PROBLEM DETAILS: Find every line below with the string "DashMap" and pick it out.

TASK DATA:
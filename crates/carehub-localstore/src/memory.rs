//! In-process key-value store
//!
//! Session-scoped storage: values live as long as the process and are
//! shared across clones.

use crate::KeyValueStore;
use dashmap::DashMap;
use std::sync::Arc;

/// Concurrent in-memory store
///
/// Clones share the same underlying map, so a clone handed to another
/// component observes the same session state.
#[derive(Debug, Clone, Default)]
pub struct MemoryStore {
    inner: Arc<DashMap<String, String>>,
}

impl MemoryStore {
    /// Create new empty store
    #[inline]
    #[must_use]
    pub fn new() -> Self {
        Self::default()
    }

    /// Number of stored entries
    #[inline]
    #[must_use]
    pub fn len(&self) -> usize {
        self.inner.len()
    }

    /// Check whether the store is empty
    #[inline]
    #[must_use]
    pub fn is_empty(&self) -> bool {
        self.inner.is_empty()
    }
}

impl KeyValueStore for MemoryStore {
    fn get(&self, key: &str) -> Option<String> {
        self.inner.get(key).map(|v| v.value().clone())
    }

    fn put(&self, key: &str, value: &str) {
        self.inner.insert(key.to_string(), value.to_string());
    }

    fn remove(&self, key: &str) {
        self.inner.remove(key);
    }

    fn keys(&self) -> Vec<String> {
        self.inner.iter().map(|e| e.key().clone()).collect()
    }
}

--

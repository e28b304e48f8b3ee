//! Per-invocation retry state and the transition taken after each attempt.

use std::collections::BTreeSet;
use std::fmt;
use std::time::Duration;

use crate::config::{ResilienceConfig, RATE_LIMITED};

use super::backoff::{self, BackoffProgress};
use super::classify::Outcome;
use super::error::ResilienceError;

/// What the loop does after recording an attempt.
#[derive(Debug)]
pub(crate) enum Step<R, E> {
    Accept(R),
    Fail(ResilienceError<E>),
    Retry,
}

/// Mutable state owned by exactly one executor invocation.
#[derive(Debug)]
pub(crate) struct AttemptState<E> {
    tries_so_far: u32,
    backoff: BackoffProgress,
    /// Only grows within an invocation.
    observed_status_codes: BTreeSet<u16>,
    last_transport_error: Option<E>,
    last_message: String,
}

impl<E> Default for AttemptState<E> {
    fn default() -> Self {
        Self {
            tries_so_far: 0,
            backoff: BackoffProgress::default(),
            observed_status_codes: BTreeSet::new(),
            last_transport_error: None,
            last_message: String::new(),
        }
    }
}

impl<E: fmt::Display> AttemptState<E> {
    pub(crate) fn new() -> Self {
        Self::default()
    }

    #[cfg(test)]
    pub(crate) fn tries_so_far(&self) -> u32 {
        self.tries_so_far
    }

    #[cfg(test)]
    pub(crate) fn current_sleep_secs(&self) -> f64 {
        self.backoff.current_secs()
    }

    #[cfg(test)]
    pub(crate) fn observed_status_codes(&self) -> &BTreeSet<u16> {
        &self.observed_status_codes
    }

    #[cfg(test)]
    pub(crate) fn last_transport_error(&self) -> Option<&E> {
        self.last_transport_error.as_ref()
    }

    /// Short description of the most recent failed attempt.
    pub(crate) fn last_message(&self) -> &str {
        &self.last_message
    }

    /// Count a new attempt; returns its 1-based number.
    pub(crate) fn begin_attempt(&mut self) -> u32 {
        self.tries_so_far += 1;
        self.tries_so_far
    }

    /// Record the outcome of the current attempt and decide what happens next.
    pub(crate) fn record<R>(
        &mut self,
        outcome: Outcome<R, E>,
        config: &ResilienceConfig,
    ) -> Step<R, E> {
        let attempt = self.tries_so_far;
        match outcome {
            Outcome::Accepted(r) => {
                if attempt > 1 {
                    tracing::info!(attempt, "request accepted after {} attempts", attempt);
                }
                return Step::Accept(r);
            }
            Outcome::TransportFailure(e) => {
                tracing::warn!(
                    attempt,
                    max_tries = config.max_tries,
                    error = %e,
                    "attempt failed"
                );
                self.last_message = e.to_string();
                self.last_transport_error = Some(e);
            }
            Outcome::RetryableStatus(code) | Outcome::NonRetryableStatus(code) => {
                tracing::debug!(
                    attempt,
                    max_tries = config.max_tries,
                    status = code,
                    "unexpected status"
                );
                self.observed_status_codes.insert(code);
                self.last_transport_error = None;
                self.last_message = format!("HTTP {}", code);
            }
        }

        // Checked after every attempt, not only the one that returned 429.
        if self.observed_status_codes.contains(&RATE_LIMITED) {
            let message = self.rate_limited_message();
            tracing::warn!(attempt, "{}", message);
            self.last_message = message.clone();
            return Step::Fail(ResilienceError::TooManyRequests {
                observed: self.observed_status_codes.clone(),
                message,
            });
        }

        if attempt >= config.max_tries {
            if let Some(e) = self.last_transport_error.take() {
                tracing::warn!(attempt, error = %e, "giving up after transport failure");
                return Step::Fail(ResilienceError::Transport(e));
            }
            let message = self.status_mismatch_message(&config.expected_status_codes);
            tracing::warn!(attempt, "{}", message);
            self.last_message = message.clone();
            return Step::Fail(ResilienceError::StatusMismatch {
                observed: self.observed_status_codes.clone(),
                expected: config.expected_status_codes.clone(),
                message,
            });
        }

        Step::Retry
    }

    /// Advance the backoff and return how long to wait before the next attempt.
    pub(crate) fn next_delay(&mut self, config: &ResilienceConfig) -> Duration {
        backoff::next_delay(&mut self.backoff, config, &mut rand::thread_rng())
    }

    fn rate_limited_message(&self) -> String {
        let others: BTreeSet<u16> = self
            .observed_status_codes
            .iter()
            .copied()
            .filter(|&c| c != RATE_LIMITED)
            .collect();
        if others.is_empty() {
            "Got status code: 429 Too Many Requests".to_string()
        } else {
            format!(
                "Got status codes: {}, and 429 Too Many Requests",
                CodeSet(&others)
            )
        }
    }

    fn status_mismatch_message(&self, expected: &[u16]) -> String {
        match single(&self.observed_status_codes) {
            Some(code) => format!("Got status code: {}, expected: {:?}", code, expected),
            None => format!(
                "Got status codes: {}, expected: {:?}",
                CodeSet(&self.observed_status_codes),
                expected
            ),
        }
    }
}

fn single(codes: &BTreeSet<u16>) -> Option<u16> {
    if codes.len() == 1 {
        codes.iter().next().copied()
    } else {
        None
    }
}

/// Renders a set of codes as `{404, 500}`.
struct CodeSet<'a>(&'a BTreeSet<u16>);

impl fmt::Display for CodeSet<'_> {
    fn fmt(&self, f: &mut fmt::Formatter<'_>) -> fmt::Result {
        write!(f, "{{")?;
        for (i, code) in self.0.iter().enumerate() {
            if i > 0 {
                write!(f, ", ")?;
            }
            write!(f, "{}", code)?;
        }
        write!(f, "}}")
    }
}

THE ANSWER:
use dashmap::DashMap;
    inner: Arc<DashMap<String, String>>,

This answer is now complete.